# DIRECTIONS:
Nothing in the listing may be skipped; transcribe all of it as written.
[[ DATASET, beginning ]]
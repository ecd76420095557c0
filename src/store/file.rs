//! Win store backed by a JSON file.

use std::fs;
use std::io::ErrorKind;
use std::path::{Path, PathBuf};

use tracing::{debug, warn};

use super::error::Result;
use super::table::WinTable;
use super::traits::WinStore;

/// Keeps the win record in a single JSON file.
///
/// The file is rewritten in full on every save. A missing file is an empty
/// record; so is one that cannot be read or parsed.
#[derive(Clone, Debug)]
pub struct JsonFileWinStore {
    path: PathBuf,
}

impl JsonFileWinStore {
    /// Store at `path`. Nothing is touched until the first load or save.
    pub fn new(path: impl Into<PathBuf>) -> Self {
        Self { path: path.into() }
    }

    /// Location of the record.
    #[must_use]
    pub fn path(&self) -> &Path {
        &self.path
    }
}

impl WinStore for JsonFileWinStore {
    fn load(&self) -> WinTable {
        match fs::read_to_string(&self.path) {
            Ok(raw) => WinTable::decode(&raw),
            Err(err) if err.kind() == ErrorKind::NotFound => WinTable::default(),
            Err(err) => {
                warn!(path = %self.path.display(), %err, "unreadable win record, starting from empty");
                WinTable::default()
            }
        }
    }

    fn set_all(&mut self, table: &WinTable) -> Result<()> {
        let encoded = table.encode()?;
        if let Some(parent) = self.path.parent().filter(|p| !p.as_os_str().is_empty()) {
            fs::create_dir_all(parent)?;
        }
        fs::write(&self.path, encoded)?;
        debug!(path = %self.path.display(), entries = table.len(), "win record saved");
        Ok(())
    }

    fn clear(&mut self) -> Result<()> {
        match fs::remove_file(&self.path) {
            Ok(()) => Ok(()),
            Err(err) if err.kind() == ErrorKind::NotFound => Ok(()),
            Err(err) => Err(err.into()),
        }
    }
}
[[ DATASET, end ]]
# TASK RESULT:
repository ecd76420095557c0
filename src/store/file.rs
//! Win store backed by a JSON file.

use std::fs;
use std::io::ErrorKind;
use std::path::{Path, PathBuf};

use tracing::{debug, warn};

use super::error::Result;
use super::table::WinTable;
use super::traits::WinStore;

/// Keeps the win record in a single JSON file.
///
/// The file is rewritten in full on every save. A missing file is an empty
/// record; so is one that cannot be read or parsed.
#[derive(Clone, Debug)]
pub struct JsonFileWinStore {
    path: PathBuf,
}

impl JsonFileWinStore {
    /// Store at `path`. Nothing is touched until the first load or save.
    pub fn new(path: impl Into<PathBuf>) -> Self {
        Self { path: path.into() }
    }

    /// Location of the record.
    #[must_use]
    pub fn path(&self) -> &Path {
        &self.path
    }
}

impl WinStore for JsonFileWinStore {
    fn load(&self) -> WinTable {
        match fs::read_to_string(&self.path) {
            Ok(raw) => WinTable::decode(&raw),
            Err(err) if err.kind() == ErrorKind::NotFound => WinTable::default(),
            Err(err) => {
                warn!(path = %self.path.display(), %err, "unreadable win record, starting from empty");
                WinTable::default()
            }
        }
    }

    fn set_all(&mut self, table: &WinTable) -> Result<()> {
        let encoded = table.encode()?;
        if let Some(parent) = self.path.parent().filter(|p| !p.as_os_str().is_empty()) {
            fs::create_dir_all(parent)?;
        }
        fs::write(&self.path, encoded)?;
        debug!(path = %self.path.display(), entries = table.len(), "win record saved");
        Ok(())
    }

    fn clear(&mut self) -> Result<()> {
        match fs::remove_file(&self.path) {
            Ok(()) => Ok(()),
            Err(err) if err.kind() == ErrorKind::NotFound => Ok(()),
            Err(err) => Err(err.into()),
        }
    }
}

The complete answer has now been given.